Losing a child brings a pain so deep and dark that at times there seems no way out, no hope, no reason to continue living. During the first year after Nicolas died, I wrestled with thoughts of my own death, for the first time wishing the airplane I was on would crash instead of land safely, for the first time more afraid to live than die. During those darkest moments, I saw no possibility of joy or purpose in my life and simply did not want to go on. I wish I could say I’m still here because I tapped some unknown and unexpected well of strength to push through those dark days. In reality, it is Nicolas’ little brother, Christopher, who saved my life. I became pregnant with Christopher three months after Nicolas died, which coincided with the lowest point of my grief. My pregnancy did not give me hope for the future as hope was an emotion I was incapable of feeling at that time. But it did give me a sense of responsibility and a sort of robotic reflex to continue eating, sleeping, working, living.
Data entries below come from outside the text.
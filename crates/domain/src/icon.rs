//! Device icon selection by host group.

use std::fmt;

/// One of the fixed icon assets a device can be drawn with.
#[derive(Debug, Clone, Copy, PartialEq, Eq, Hash)]
pub enum IconKind {
    Pc,
    Switch,
    Server,
    Default,
}

impl IconKind {
    pub const ALL: [Self; 4] = [Self::Pc, Self::Switch, Self::Server, Self::Default];

    /// Resolve the icon from a device's group names.
    ///
    /// Matching is case-insensitive over every group. When several groups
    /// match, PC wins over Switch, which wins over Server.
    pub fn from_group_names<'a>(names: impl IntoIterator<Item = &'a str>) -> Self {
        let lowered: Vec<String> = names
            .into_iter()
            .map(|name| name.trim().to_lowercase())
            .collect();
        let has = |wanted: &str| lowered.iter().any(|name| name == wanted);

        if has("arm") {
            Self::Pc
        } else if has("switch") {
            Self::Switch
        } else if has("zabbix servers") {
            Self::Server
        } else {
            Self::Default
        }
    }

    /// URL path the asset is served from.
    #[must_use]
    pub fn path(self) -> &'static str {
        match self {
            Self::Pc => "/PC.svg",
            Self::Switch => "/Switch.svg",
            Self::Server => "/Server.svg",
            Self::Default => "/Default.svg",
        }
    }
}

impl fmt::Display for IconKind {
    fn fmt(&self, f: &mut fmt::Formatter<'_>) -> fmt::Result {
        f.write_str(match self {
            Self::Pc => "pc",
            Self::Switch => "switch",
            Self::Server => "server",
            Self::Default => "default",
        })
    }
}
Although a somewhat taboo subject, even among parents who have lost children, I imagine most bereaved mothers and fathers have contemplated suicide after burying a son or daughter. I read today about a couple who decided this world held nothing for them without their only child. Their beautiful boy, Sam, suffered two tragedies in his short life. He survived the first, a car accident at one year old that severed his spine and paralyzed him from the neck down, but succumbed to the second — a sudden massive bacterial meningitis infection that took his life on May 29, 2009, four years later. The TimesOnline reports the bodies of Neil and Kazumi Puttick were found at the foot of Beachy Head in Sussex, England, with two rucksacks: one contained a toy tractor and teddy bears and the other little Sam’s body.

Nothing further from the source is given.